DATA TO USE:
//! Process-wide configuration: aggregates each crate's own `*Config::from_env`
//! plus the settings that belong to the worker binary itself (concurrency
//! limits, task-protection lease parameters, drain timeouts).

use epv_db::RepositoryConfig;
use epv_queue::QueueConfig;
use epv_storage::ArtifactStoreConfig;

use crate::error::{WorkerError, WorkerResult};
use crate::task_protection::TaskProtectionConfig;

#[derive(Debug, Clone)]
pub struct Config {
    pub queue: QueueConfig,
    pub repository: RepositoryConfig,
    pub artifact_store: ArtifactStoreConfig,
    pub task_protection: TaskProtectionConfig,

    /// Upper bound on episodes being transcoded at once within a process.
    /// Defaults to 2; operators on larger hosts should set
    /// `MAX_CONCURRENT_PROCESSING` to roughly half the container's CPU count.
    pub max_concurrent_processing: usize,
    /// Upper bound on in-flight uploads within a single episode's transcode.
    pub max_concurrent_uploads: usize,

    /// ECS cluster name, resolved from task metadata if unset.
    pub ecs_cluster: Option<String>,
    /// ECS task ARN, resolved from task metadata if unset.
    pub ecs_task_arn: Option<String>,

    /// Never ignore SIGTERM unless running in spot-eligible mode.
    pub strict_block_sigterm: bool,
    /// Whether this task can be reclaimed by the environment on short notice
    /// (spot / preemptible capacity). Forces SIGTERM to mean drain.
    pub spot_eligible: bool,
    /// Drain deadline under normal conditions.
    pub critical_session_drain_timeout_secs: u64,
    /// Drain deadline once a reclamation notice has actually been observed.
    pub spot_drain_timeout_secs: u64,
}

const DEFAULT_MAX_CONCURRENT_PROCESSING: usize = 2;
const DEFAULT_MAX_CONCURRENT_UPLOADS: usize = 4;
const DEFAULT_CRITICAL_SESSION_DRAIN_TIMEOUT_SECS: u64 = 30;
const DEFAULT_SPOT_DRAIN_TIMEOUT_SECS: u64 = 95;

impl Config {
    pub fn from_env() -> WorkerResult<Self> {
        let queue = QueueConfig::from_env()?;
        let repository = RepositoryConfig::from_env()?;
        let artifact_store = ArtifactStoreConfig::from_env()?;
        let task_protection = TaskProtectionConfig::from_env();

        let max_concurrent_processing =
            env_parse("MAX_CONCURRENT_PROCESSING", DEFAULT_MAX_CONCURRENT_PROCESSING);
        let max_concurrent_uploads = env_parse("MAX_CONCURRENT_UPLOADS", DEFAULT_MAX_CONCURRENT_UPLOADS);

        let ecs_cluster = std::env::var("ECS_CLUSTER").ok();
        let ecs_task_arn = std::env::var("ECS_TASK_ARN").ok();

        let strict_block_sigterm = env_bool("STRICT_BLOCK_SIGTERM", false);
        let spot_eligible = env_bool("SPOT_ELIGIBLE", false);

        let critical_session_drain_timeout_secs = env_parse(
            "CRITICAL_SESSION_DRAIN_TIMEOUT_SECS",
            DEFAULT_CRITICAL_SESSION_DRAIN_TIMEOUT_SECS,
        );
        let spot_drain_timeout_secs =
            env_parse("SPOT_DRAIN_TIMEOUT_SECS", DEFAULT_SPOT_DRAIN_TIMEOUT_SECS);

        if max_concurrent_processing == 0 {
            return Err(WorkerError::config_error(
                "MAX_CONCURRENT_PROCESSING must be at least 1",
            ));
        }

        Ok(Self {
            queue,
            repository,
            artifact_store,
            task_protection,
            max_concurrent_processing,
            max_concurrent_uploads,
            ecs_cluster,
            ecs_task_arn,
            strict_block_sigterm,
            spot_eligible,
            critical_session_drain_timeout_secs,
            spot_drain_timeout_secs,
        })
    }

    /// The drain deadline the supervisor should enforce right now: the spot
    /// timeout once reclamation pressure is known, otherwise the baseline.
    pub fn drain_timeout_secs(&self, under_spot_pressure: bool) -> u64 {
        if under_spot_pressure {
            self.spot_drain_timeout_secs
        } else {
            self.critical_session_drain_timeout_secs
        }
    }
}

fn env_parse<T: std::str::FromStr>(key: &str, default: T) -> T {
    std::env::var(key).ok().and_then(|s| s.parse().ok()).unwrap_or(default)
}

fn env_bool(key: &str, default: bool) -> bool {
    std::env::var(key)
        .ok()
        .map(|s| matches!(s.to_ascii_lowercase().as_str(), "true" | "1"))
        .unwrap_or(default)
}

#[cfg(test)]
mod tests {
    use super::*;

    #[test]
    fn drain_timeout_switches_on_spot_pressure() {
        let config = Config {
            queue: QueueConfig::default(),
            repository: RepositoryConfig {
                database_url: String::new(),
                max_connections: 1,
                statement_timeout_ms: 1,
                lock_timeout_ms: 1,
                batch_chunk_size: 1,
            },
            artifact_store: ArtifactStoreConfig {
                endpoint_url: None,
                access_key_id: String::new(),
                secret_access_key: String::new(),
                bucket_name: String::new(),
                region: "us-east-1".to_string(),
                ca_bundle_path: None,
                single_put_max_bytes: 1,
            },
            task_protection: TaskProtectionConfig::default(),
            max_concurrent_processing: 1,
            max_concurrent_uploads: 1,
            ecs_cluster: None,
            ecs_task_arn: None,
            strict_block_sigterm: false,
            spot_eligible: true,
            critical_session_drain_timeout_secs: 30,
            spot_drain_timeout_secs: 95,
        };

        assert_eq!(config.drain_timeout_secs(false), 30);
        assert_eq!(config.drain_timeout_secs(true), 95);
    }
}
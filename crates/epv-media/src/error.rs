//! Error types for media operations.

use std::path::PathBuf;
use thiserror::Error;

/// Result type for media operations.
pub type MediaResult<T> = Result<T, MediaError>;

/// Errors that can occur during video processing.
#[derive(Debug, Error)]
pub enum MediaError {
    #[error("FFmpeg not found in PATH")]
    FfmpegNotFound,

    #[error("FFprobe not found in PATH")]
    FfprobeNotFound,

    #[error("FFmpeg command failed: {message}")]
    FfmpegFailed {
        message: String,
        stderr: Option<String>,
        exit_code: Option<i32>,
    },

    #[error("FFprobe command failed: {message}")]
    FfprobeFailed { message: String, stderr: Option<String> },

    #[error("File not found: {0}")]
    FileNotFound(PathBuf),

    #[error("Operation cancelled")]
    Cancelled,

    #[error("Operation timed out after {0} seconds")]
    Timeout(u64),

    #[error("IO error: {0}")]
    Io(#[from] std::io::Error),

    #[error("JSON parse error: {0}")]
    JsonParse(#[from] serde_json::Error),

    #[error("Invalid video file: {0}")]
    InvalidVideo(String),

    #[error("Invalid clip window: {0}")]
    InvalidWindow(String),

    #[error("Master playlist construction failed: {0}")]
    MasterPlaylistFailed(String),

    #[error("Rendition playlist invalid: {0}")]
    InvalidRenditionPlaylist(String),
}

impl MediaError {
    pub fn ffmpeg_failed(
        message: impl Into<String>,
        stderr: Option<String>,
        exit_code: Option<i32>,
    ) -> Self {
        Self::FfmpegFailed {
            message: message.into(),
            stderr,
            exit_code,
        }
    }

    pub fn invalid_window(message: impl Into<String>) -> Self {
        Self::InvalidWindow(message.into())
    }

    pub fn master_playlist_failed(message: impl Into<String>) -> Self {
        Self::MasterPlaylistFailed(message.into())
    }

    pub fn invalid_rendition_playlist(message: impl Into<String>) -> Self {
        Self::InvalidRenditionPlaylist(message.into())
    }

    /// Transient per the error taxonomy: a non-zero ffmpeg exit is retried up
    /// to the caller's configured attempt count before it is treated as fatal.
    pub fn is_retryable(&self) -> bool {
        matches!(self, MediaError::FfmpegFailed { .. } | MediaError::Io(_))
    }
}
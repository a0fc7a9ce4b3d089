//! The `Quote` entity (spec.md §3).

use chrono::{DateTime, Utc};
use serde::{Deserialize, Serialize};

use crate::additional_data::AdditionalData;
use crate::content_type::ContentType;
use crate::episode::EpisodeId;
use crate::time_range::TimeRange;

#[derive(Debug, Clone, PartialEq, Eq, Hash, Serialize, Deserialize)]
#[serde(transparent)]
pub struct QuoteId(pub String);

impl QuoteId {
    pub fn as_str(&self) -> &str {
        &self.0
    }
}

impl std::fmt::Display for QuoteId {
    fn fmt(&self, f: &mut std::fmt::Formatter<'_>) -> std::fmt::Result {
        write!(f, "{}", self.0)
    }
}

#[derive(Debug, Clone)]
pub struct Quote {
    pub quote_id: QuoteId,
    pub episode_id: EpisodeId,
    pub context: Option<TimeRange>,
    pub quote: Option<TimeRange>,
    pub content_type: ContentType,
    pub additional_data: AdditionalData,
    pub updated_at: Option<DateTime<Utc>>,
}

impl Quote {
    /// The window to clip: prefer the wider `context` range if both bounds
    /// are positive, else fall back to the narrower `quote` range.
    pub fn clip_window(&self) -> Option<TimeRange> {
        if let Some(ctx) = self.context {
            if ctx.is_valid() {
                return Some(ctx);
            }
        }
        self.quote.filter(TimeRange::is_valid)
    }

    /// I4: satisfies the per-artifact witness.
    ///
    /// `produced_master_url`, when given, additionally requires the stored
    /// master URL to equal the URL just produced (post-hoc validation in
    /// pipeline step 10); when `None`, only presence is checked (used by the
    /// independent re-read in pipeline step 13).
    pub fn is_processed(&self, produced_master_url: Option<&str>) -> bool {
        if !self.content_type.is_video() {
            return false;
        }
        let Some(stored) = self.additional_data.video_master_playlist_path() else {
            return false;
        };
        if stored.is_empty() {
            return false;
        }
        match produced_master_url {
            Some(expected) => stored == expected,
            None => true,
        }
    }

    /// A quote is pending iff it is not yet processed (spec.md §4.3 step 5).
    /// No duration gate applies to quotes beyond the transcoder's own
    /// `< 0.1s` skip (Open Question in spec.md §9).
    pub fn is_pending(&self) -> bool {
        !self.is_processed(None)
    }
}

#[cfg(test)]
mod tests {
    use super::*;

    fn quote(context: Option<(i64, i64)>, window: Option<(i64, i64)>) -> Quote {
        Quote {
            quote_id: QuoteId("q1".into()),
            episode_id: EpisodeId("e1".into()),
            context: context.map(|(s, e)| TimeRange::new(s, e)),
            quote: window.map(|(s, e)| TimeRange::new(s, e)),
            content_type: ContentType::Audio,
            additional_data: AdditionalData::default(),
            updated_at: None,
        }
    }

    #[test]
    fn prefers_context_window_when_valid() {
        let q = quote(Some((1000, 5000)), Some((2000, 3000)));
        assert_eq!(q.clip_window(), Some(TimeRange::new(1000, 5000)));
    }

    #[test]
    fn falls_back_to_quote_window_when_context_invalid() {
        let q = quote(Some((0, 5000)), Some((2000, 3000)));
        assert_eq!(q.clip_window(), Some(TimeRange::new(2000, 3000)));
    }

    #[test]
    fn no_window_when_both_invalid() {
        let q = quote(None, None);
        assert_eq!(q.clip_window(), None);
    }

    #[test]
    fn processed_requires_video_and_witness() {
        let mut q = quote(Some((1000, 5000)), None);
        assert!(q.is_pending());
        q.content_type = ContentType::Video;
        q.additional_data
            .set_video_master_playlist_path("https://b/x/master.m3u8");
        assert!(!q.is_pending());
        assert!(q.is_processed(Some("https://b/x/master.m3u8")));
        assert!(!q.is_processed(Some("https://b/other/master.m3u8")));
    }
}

EXERCISE DIRECTIONS:
Of the records above, copy each line that includes "matches".

RESPONSE AREA:
        .map(|s| matches!(s.to_ascii_lowercase().as_str(), "true" | "1"))
        matches!(self, MediaError::FfmpegFailed { .. } | MediaError::Io(_))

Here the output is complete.